2. Una novela temprana (1858)

Si hay algún término que pudiera equivaler en el siglo XIX y en la obra de Blest Gana a lo que hoy se entiende por identidad, el candidato más plausible sería seguramente el de «costumbres». Más que un conjunto de cualidades permanentes, lo que singulariza a una sociedad es una suma de costumbres que se practican en un tiempo y lugar determinados, tan cambiantes como la piel de sus usuarios. En el autor chileno ellas poseen un puesto destacado tanto por la significación central que adquieren en su proyecto narrativo, como por la constante atención que les dedica en todas y en cada una de sus novelas. Es fácil recordar que la principal, Martín Rivas, se subtitula justamente: «Novela de costumbres político-sociales». Pero no hay sólo eso. Cualquier lector se da cuenta que la descripción de costumbres –en el doble sentido, un poco oscilante, de moeurs y coutumes, de mores y consuetudines propiamente tales: hábitos y caracteres, por un lado, prácticas y ritos sociales, por otro– constituye uno de sus métodos preferidos para explorar aspectos del país, franjas enteras de la sociedad y los cambios que no dejan de experimentar.
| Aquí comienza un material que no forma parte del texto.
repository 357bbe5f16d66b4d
//! Task record, creation drafts, and partial updates.

use super::TaskId;
use crate::auth::domain::UserId;
use chrono::{DateTime, SecondsFormat, Utc};
use serde::{Deserialize, Serialize};
use std::fmt;

/// Opaque task status tag.
///
/// Legal values are owned by clients; any non-blank value is accepted.
#[derive(Debug, Clone, PartialEq, Eq, Hash, Serialize, Deserialize)]
#[serde(transparent)]
pub struct TaskStatus(String);

impl TaskStatus {
    /// Wraps a status value.
    #[must_use]
    pub fn new(value: impl Into<String>) -> Self {
        Self(value.into())
    }

    /// Returns the status as `str`.
    #[must_use]
    pub fn as_str(&self) -> &str {
        &self.0
    }
}

impl fmt::Display for TaskStatus {
    fn fmt(&self, f: &mut fmt::Formatter<'_>) -> fmt::Result {
        f.write_str(&self.0)
    }
}

/// A validated, persisted task.
///
/// Tasks are only built by the validator or reconstructed from storage, so
/// every instance has a non-empty assignee list.
#[derive(Debug, Clone, PartialEq, Eq, Serialize)]
#[serde(rename_all = "camelCase")]
pub struct Task {
    id: TaskId,
    title: String,
    description: String,
    status: TaskStatus,
    due_date: DateTime<Utc>,
    assignee_ids: Vec<UserId>,
}

/// Parameter object for reconstructing a persisted task.
#[derive(Debug, Clone, PartialEq, Eq)]
pub struct PersistedTaskData {
    /// Persisted task identifier.
    pub id: TaskId,
    /// Persisted title.
    pub title: String,
    /// Persisted description.
    pub description: String,
    /// Persisted status tag.
    pub status: TaskStatus,
    /// Persisted due date.
    pub due_date: DateTime<Utc>,
    /// Persisted assignees, in stored order.
    pub assignee_ids: Vec<UserId>,
}

impl Task {
    pub(super) const fn from_validated(
        id: TaskId,
        title: String,
        description: String,
        status: TaskStatus,
        due_date: DateTime<Utc>,
        assignee_ids: Vec<UserId>,
    ) -> Self {
        Self {
            id,
            title,
            description,
            status,
            due_date,
            assignee_ids,
        }
    }

    /// Reconstructs a task from persisted storage.
    #[must_use]
    pub fn from_persisted(data: PersistedTaskData) -> Self {
        Self {
            id: data.id,
            title: data.title,
            description: data.description,
            status: data.status,
            due_date: data.due_date,
            assignee_ids: data.assignee_ids,
        }
    }

    /// Returns the task identifier.
    #[must_use]
    pub const fn id(&self) -> &TaskId {
        &self.id
    }

    /// Returns the title.
    #[must_use]
    pub fn title(&self) -> &str {
        &self.title
    }

    /// Returns the description.
    #[must_use]
    pub fn description(&self) -> &str {
        &self.description
    }

    /// Returns the status tag.
    #[must_use]
    pub const fn status(&self) -> &TaskStatus {
        &self.status
    }

    /// Returns the due date.
    #[must_use]
    pub const fn due_date(&self) -> DateTime<Utc> {
        self.due_date
    }

    /// Returns the assignees in stored order.
    #[must_use]
    pub fn assignee_ids(&self) -> &[UserId] {
        &self.assignee_ids
    }

    /// Returns `true` when `user` is one of the assignees.
    #[must_use]
    pub fn is_assigned_to(&self, user: &UserId) -> bool {
        self.assignee_ids.contains(user)
    }
}

/// Unvalidated task fields submitted for creation.
///
/// Missing JSON fields deserialize to empty values so that the validator,
/// rather than the decoder, reports what is wrong.
#[derive(Debug, Clone, Default, PartialEq, Eq, Deserialize)]
#[serde(default, rename_all = "camelCase")]
pub struct TaskDraft {
    pub(super) title: String,
    pub(super) description: String,
    pub(super) status: Option<String>,
    pub(super) due_date: String,
    #[serde(alias = "userIds")]
    pub(super) assignee_ids: Vec<String>,
}

impl TaskDraft {
    /// Creates a draft with no assignees.
    #[must_use]
    pub fn new(
        title: impl Into<String>,
        description: impl Into<String>,
        status: impl Into<String>,
        due_date: impl Into<String>,
    ) -> Self {
        Self {
            title: title.into(),
            description: description.into(),
            status: Some(status.into()),
            due_date: due_date.into(),
            assignee_ids: Vec::new(),
        }
    }

    /// Replaces the assignee list.
    #[must_use]
    pub fn with_assignees<I, S>(mut self, assignees: I) -> Self
    where
        I: IntoIterator<Item = S>,
        S: Into<String>,
    {
        self.assignee_ids = assignees.into_iter().map(Into::into).collect();
        self
    }

    /// Returns the submitted assignees.
    #[must_use]
    pub fn assignee_ids(&self) -> &[String] {
        &self.assignee_ids
    }

    /// Applies every field present in `patch`, leaving the rest untouched.
    #[must_use]
    pub fn merged_with(mut self, patch: TaskPatch) -> Self {
        let TaskPatch {
            title,
            description,
            status,
            due_date,
            assignee_ids,
        } = patch;
        if let Some(value) = title {
            self.title = value;
        }
        if let Some(value) = description {
            self.description = value;
        }
        if let Some(value) = status {
            self.status = Some(value);
        }
        if let Some(value) = due_date {
            self.due_date = value;
        }
        if let Some(value) = assignee_ids {
            self.assignee_ids = value;
        }
        self
    }
}

impl From<&Task> for TaskDraft {
    fn from(task: &Task) -> Self {
        Self {
            title: task.title.clone(),
            description: task.description.clone(),
            status: Some(task.status.as_str().to_owned()),
            due_date: task.due_date.to_rfc3339_opts(SecondsFormat::AutoSi, true),
            assignee_ids: task
                .assignee_ids
                .iter()
                .map(|id| id.as_str().to_owned())
                .collect(),
        }
    }
}

/// Partial update of a task; absent fields keep their stored value.
///
/// An `id` in the request body is ignored.
#[derive(Debug, Clone, Default, PartialEq, Eq, Deserialize)]
#[serde(rename_all = "camelCase")]
pub struct TaskPatch {
    /// Replacement title.
    pub title: Option<String>,
    /// Replacement description.
    pub description: Option<String>,
    /// Replacement status tag.
    pub status: Option<String>,
    /// Replacement due date, parsed during validation.
    pub due_date: Option<String>,
    /// Replacement assignee list.
    #[serde(alias = "userIds")]
    pub assignee_ids: Option<Vec<String>>,
}

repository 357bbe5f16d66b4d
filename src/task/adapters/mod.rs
//! Adapter implementations of the task repository port.

pub mod memory;
pub mod postgres;
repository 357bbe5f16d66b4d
//! When steps for task access control scenarios.

use super::world::{TaskAccessWorld, parse_day, run_async, user};
use rstest_bdd_macros::when;
use taskgate::task::domain::{TaskDraft, TaskPatch};

#[when(r#"the administrator creates {count:u32} tasks for "{assignee}" on "{day}""#)]
fn admin_creates_tasks(
    world: &mut TaskAccessWorld,
    count: u32,
    assignee: String,
    day: String,
) -> Result<(), eyre::Report> {
    world.clock.set_day(parse_day(&day)?)?;
    for index in 0..count {
        let draft = TaskDraft::new(
            format!("Task {index}"),
            "Scenario task",
            "open",
            "2026-04-01",
        )
        .with_assignees([assignee.as_str()]);
        match run_async(world.service.create(draft, &world.admin)) {
            Ok(task) => world.created_ids.push(task.id().clone()),
            Err(err) => {
                world.last_create_error = Some(err);
                break;
            }
        }
    }
    Ok(())
}

#[when(r#"user "{id}" requests that task"#)]
fn user_requests_task(world: &mut TaskAccessWorld, id: String) -> Result<(), eyre::Report> {
    let target = world
        .target
        .clone()
        .ok_or_else(|| eyre::eyre!("missing target task in scenario world"))?;
    world.last_result = Some(run_async(world.service.fetch_by_id(&target, &user(&id))));
    Ok(())
}

#[when(r#"user "{id}" sets the task status to "{status}""#)]
fn user_sets_status(
    world: &mut TaskAccessWorld,
    id: String,
    status: String,
) -> Result<(), eyre::Report> {
    let target = world
        .target
        .clone()
        .ok_or_else(|| eyre::eyre!("missing target task in scenario world"))?;
    let patch = TaskPatch {
        status: Some(status),
        ..TaskPatch::default()
    };
    world.last_result = Some(run_async(world.service.update(&target, patch, &user(&id))));
    Ok(())
}
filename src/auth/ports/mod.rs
//! Port contracts for account persistence.

pub mod repository;

pub use repository::{UserRepository, UserRepositoryError, UserRepositoryResult};
//! In-memory task repository for tests and database-less deployments.

use async_trait::async_trait;
use std::collections::{BTreeMap, BTreeSet};
use std::sync::{Arc, RwLock};

use crate::auth::domain::UserId;
use crate::task::{
    domain::{DayPrefix, Task, TaskId},
    ports::{TaskRepository, TaskRepositoryError, TaskRepositoryResult},
};

/// Thread-safe in-memory task repository.
///
/// Tasks are kept ordered by identifier so that listings match the
/// `PostgreSQL` adapter. Every identifier ever inserted is remembered so a
/// deleted task never lowers the day's high-water mark.
#[derive(Debug, Clone, Default)]
pub struct InMemoryTaskRepository {
    state: Arc<RwLock<InMemoryTaskState>>,
}

#[derive(Debug, Default)]
struct InMemoryTaskState {
    tasks: BTreeMap<TaskId, Task>,
    minted: BTreeSet<TaskId>,
}

impl InMemoryTaskRepository {
    /// Creates an empty in-memory repository.
    #[must_use]
    pub fn new() -> Self {
        Self::default()
    }
}

fn lock_poisoned(err: impl std::fmt::Display) -> TaskRepositoryError {
    TaskRepositoryError::persistence(std::io::Error::other(err.to_string()))
}

#[async_trait]
impl TaskRepository for InMemoryTaskRepository {
    async fn insert(&self, task: &Task) -> TaskRepositoryResult<()> {
        let mut state = self.state.write().map_err(lock_poisoned)?;
        if state.minted.contains(task.id()) {
            return Err(TaskRepositoryError::DuplicateTask(task.id().clone()));
        }
        state.minted.insert(task.id().clone());
        state.tasks.insert(task.id().clone(), task.clone());
        Ok(())
    }

    async fn update(&self, task: &Task) -> TaskRepositoryResult<()> {
        let mut state = self.state.write().map_err(lock_poisoned)?;
        let stored = state
            .tasks
            .get_mut(task.id())
            .ok_or_else(|| TaskRepositoryError::NotFound(task.id().clone()))?;
        *stored = task.clone();
        Ok(())
    }

    async fn delete(&self, id: &TaskId) -> TaskRepositoryResult<()> {
        let mut state = self.state.write().map_err(lock_poisoned)?;
        state
            .tasks
            .remove(id)
            .map(|_| ())
            .ok_or_else(|| TaskRepositoryError::NotFound(id.clone()))
    }

    async fn find_by_id(&self, id: &TaskId) -> TaskRepositoryResult<Option<Task>> {
        let state = self.state.read().map_err(lock_poisoned)?;
        Ok(state.tasks.get(id).cloned())
    }

    async fn find_latest_with_prefix(
        &self,
        prefix: &DayPrefix,
    ) -> TaskRepositoryResult<Option<TaskId>> {
        let state = self.state.read().map_err(lock_poisoned)?;
        let latest = state
            .minted
            .range(TaskId::new(prefix.as_str())..)
            .take_while(|id| id.has_prefix(prefix))
            .last()
            .cloned();
        Ok(latest)
    }

    async fn find_by_assignee(&self, assignee: &UserId) -> TaskRepositoryResult<Vec<Task>> {
        let state = self.state.read().map_err(lock_poisoned)?;
        Ok(state
            .tasks
            .values()
            .filter(|task| task.is_assigned_to(assignee))
            .cloned()
            .collect())
    }

    async fn list_all(&self) -> TaskRepositoryResult<Vec<Task>> {
        let state = self.state.read().map_err(lock_poisoned)?;
        Ok(state.tasks.values().cloned().collect())
    }

    async fn has_any(&self) -> TaskRepositoryResult<bool> {
        let state = self.state.read().map_err(lock_poisoned)?;
        Ok(!state.tasks.is_empty())
    }
}
//! Error responses for the HTTP boundary.

use crate::auth::{
    ports::UserRepositoryError,
    services::{AuthError, TokenError},
};
use crate::task::services::TaskServiceError;
use axum::Json;
use axum::extract::rejection::JsonRejection;
use axum::http::StatusCode;
use axum::response::{IntoResponse, Response};
use serde_json::json;
use thiserror::Error;
use tracing::error;

/// Message returned for every infrastructure failure.
pub const INTERNAL_ERROR_MESSAGE: &str = "Internal Server Error";

/// Errors that can occur while serving a request.
///
/// Every variant renders as `{"message": ...}`. Internal failures are logged
/// with their detail and answered with [`INTERNAL_ERROR_MESSAGE`] only.
#[derive(Debug, Error)]
pub enum ApiError {
    /// The request carried no bearer token.
    #[error("No authorization token provided.")]
    MissingToken,

    /// The bearer token is expired or invalid.
    #[error(transparent)]
    Token(TokenError),

    /// The login email or password is wrong.
    #[error("Invalid email or password.")]
    InvalidCredentials,

    /// Registration used an email that already has an account.
    #[error("Email already exists.")]
    EmailTaken,

    /// The request body is malformed or fails input validation.
    #[error("{0}")]
    BadRequest(String),

    /// The principal's role does not permit the route.
    #[error("Forbidden: You do not have permission to access this resource.")]
    Forbidden,

    /// The task does not exist.
    #[error("Task not found")]
    NotFound,

    /// The principal may not access the task.
    #[error("You do not have permission to access this task.")]
    AccessDenied,

    /// The task fields failed validation.
    #[error("{0}")]
    InvalidTask(String),

    /// Infrastructure failure; the detail is only logged.
    #[error("internal failure: {0}")]
    Internal(String),
}

impl ApiError {
    /// Returns the HTTP status code for this error.
    #[must_use]
    pub const fn status_code(&self) -> StatusCode {
        match self {
            Self::MissingToken | Self::Token(_) | Self::InvalidCredentials => {
                StatusCode::UNAUTHORIZED
            }
            Self::EmailTaken | Self::BadRequest(_) | Self::InvalidTask(_) => {
                StatusCode::BAD_REQUEST
            }
            Self::Forbidden | Self::AccessDenied => StatusCode::FORBIDDEN,
            Self::NotFound => StatusCode::NOT_FOUND,
            Self::Internal(_) => StatusCode::INTERNAL_SERVER_ERROR,
        }
    }
}

impl From<TaskServiceError> for ApiError {
    fn from(err: TaskServiceError) -> Self {
        match err {
            TaskServiceError::NotFound => Self::NotFound,
            TaskServiceError::AccessDenied => Self::AccessDenied,
            TaskServiceError::InvalidTask(_) => Self::InvalidTask(err.to_string()),
            TaskServiceError::Allocation(_) | TaskServiceError::Repository(_) => {
                Self::Internal(err.to_string())
            }
        }
    }
}

impl From<AuthError> for ApiError {
    fn from(err: AuthError) -> Self {
        match err {
            AuthError::Domain(domain) => Self::BadRequest(domain.to_string()),
            AuthError::InvalidCredentials => Self::InvalidCredentials,
            AuthError::Token(TokenError::Signing(signing)) => Self::Internal(signing.to_string()),
            AuthError::Token(token) => Self::Token(token),
            AuthError::Repository(UserRepositoryError::DuplicateEmail(_)) => Self::EmailTaken,
            AuthError::Repository(repository) => Self::Internal(repository.to_string()),
        }
    }
}

impl From<JsonRejection> for ApiError {
    fn from(rejection: JsonRejection) -> Self {
        Self::BadRequest(rejection.body_text())
    }
}

impl IntoResponse for ApiError {
    fn into_response(self) -> Response {
        let status = self.status_code();
        let message = match &self {
            Self::Internal(detail) => {
                error!(error = %detail, "request failed");
                INTERNAL_ERROR_MESSAGE.to_owned()
            }
            other => other.to_string(),
        };
        (status, Json(json!({ "message": message }))).into_response()
    }
}
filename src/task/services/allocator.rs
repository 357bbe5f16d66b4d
//! Daily sequential task identifier allocation.

use crate::task::{
    domain::{DailySequence, DayPrefix, TaskId},
    ports::{TaskRepository, TaskRepositoryError},
};
use chrono::{FixedOffset, NaiveDate, Offset, Utc};
use mockable::Clock;
use std::sync::Arc;
use thiserror::Error;
use tracing::warn;

/// Errors raised while minting task identifiers.
#[derive(Debug, Error)]
pub enum AllocationError {
    /// All 999 identifiers for the day are in use.
    #[error("daily task id capacity exhausted for {prefix}")]
    DailyCapacityExhausted {
        /// Day whose sequence ran out.
        prefix: DayPrefix,
    },

    /// The latest stored identifier for the day has no readable sequence.
    #[error("stored task id '{0}' has no valid daily sequence")]
    MalformedStoredId(TaskId),

    /// Every allocated identifier was taken by a concurrent writer.
    #[error("no free task id after {attempts} attempts")]
    Contention {
        /// Number of identifiers tried.
        attempts: u32,
    },

    /// Repository operation failed.
    #[error(transparent)]
    Repository(#[from] TaskRepositoryError),
}

/// Result type for identifier allocation.
pub type AllocationResult<T> = Result<T, AllocationError>;

/// Mints `YYMMDDnnn` identifiers from the greatest identifier ever stored for
/// the day.
///
/// Deleted tasks keep their place in the sequence, so an identifier is never
/// issued twice.
///
/// Two callers may compute the same identifier. Uniqueness therefore relies
/// on [`TaskRepository::insert`] rejecting a taken identifier, after which
/// the caller allocates again.
pub struct DailyTaskIdAllocator<R, C>
where
    R: TaskRepository,
    C: Clock + Send + Sync,
{
    repository: Arc<R>,
    clock: Arc<C>,
    offset: FixedOffset,
}

impl<R, C> DailyTaskIdAllocator<R, C>
where
    R: TaskRepository,
    C: Clock + Send + Sync,
{
    /// Creates an allocator that dates identifiers in UTC.
    #[must_use]
    pub fn new(repository: Arc<R>, clock: Arc<C>) -> Self {
        Self {
            repository,
            clock,
            offset: Utc.fix(),
        }
    }

    /// Dates identifiers in the given UTC offset instead.
    #[must_use]
    pub const fn with_offset(mut self, offset: FixedOffset) -> Self {
        self.offset = offset;
        self
    }

    /// Returns the current calendar date in the configured offset.
    #[must_use]
    pub fn today(&self) -> NaiveDate {
        self.clock.utc().with_timezone(&self.offset).date_naive()
    }

    /// Returns the next identifier for today.
    ///
    /// # Errors
    ///
    /// See [`Self::next_id_on`].
    pub async fn next_id(&self) -> AllocationResult<TaskId> {
        self.next_id_on(self.today()).await
    }

    /// Returns the next identifier for `day`.
    ///
    /// # Errors
    ///
    /// Returns [`AllocationError::DailyCapacityExhausted`] once `nnn` would
    /// pass 999, [`AllocationError::MalformedStoredId`] when the stored
    /// maximum cannot be parsed, and [`AllocationError::Repository`] when the
    /// lookup fails.
    pub async fn next_id_on(&self, day: NaiveDate) -> AllocationResult<TaskId> {
        let prefix = DayPrefix::from_date(day);
        let sequence = match self.repository.find_latest_with_prefix(&prefix).await? {
            None => DailySequence::FIRST,
            Some(latest) => {
                let current = latest.daily_sequence().map_err(|err| {
                    warn!(task_id = %latest, error = %err, "unreadable stored task id");
                    AllocationError::MalformedStoredId(latest.clone())
                })?;
                current
                    .checked_next()
                    .ok_or_else(|| AllocationError::DailyCapacityExhausted {
                        prefix: prefix.clone(),
                    })?
            }
        };
        Ok(TaskId::compose(&prefix, sequence))
    }
}
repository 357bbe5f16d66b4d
//! Port contracts for task persistence.
//!
//! Ports define infrastructure-agnostic interfaces used by task services.

pub mod repository;

pub use repository::{TaskRepository, TaskRepositoryError, TaskRepositoryResult};
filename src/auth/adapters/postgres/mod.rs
//! `PostgreSQL` adapters for account persistence.

mod models;
mod repository;
mod schema;

pub use repository::PostgresUserRepository;
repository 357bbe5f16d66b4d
//! Roles, user identifiers, and the per-request acting principal.

use super::ParseRoleError;
use serde::{Deserialize, Serialize};
use std::fmt;
use uuid::Uuid;

/// Closed set of roles recognised by task authorization.
#[derive(Debug, Clone, Copy, PartialEq, Eq, Hash, Serialize, Deserialize)]
pub enum Role {
    /// Blanket access to every task.
    Admin,
    /// Access scoped to the tasks the user is assigned to.
    User,
}

impl Role {
    /// Returns the canonical storage and token representation.
    #[must_use]
    pub const fn as_str(self) -> &'static str {
        match self {
            Self::Admin => "Admin",
            Self::User => "User",
        }
    }
}

impl TryFrom<&str> for Role {
    type Error = ParseRoleError;

    fn try_from(value: &str) -> Result<Self, Self::Error> {
        let normalized = value.trim().to_ascii_lowercase();
        match normalized.as_str() {
            "admin" => Ok(Self::Admin),
            "user" => Ok(Self::User),
            _ => Err(ParseRoleError(value.to_owned())),
        }
    }
}

impl fmt::Display for Role {
    fn fmt(&self, f: &mut fmt::Formatter<'_>) -> fmt::Result {
        f.write_str(self.as_str())
    }
}

/// Identifier of a user account.
///
/// Task assignee lists hold these values, so the wrapper is deliberately
/// permissive: any string issued by the authentication boundary is accepted.
#[derive(Debug, Clone, PartialEq, Eq, PartialOrd, Ord, Hash, Serialize, Deserialize)]
#[serde(transparent)]
pub struct UserId(String);

impl UserId {
    /// Wraps an existing user identifier.
    #[must_use]
    pub fn new(value: impl Into<String>) -> Self {
        Self(value.into())
    }

    /// Generates a fresh random identifier for a newly registered account.
    #[must_use]
    pub fn generate() -> Self {
        Self(Uuid::new_v4().simple().to_string())
    }

    /// Returns the identifier as `str`.
    #[must_use]
    pub fn as_str(&self) -> &str {
        &self.0
    }
}

impl AsRef<str> for UserId {
    fn as_ref(&self) -> &str {
        self.as_str()
    }
}

impl fmt::Display for UserId {
    fn fmt(&self, f: &mut fmt::Formatter<'_>) -> fmt::Result {
        f.write_str(&self.0)
    }
}

/// The authenticated identity acting on a request.
#[derive(Debug, Clone, PartialEq, Eq)]
pub struct Principal {
    id: UserId,
    role: Role,
}

impl Principal {
    /// Creates a principal from a verified identity.
    #[must_use]
    pub const fn new(id: UserId, role: Role) -> Self {
        Self { id, role }
    }

    /// Returns the principal's user identifier.
    #[must_use]
    pub const fn id(&self) -> &UserId {
        &self.id
    }

    /// Returns the principal's role.
    #[must_use]
    pub const fn role(&self) -> Role {
        self.role
    }

    /// Returns `true` when the principal holds the [`Role::Admin`] role.
    #[must_use]
    pub const fn is_admin(&self) -> bool {
        matches!(self.role, Role::Admin)
    }
}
En todo ello, sin duda, el modelo lo habían suministrado, en gran escala y con fuerza insuperable, Scott y Balzac. En varias novelas del primero, de las cuales hay constancia que leyó (Ivanhoe, El anticuario, La novia de Lammermoor), el efecto del tiempo sobre las costumbres locales y regionales es un núcleo vital de la narración. En el segundo, como es bien sabido, casi todos sus relatos se abren con pórticos o introducciones que, para situar la acción, necesitan pintar previamente las transformaciones que el tiempo (la historia, las revoluciones) y el espacio (topografías, remodelaciones urbanas) han acarreado en el grupo humano y en su contexto material correspondiente. Desde 1830 hasta su muerte, Balzac no hace sino rememorar «la Francia de antaño» (La femme abandonée: 463) y llevarnos de la mano por su gente a través del país como un verdadero «arqueólogo moral» (Béatrix: 638), es decir, viajero y observador de viejas costumbres desvanecidas. Ese ojo balzaciano, su manifiesta sensibilidad para las mutaciones de la nación, con todo lo que estas comportan de pérdida y novedades (usos, estilos, modas), es algo que Blest Gana hereda de quienes probablemente fueron sus máximos héroes literarios.

Aun antes de formular su proyecto narrativo en los años sesenta, en lo que podríamos llamar su prehistoria narrativa de la década anterior, se muestra ya en Blest Gana una aguda percepción para el cambio histórico: cambio de modas, de lugares y ambientes, de especies de comida y de formas de diversión, etc. En quizás uno de sus mejores relatos de esa época, El primer amor (1858), vemos este cuadro que reúne una serie muy completa de observaciones sobre la metamorfosis experimentada por Santiago11:

Los amantes de esas fiestas tradicionales que conservan los pueblos perpetuando los usos de pasadas generaciones, recuerdan todavía con entusiasmo los exaltados regocijos a que se entregaba nuestra buena población santiaguina en la llamada Noche Buena que precede a la Pascua de Natividad. Y al volver la memoria hacia mejores tiempos, deploran con cívico desconsuelo que la autoridad haya intervenido en los placeres del soberano de la nación aboliendo aquellos que, con prejuicio de la gente pacífica, hacían resonar su descompuesta algazara por todos los ámbitos de nuestra dilatada capital.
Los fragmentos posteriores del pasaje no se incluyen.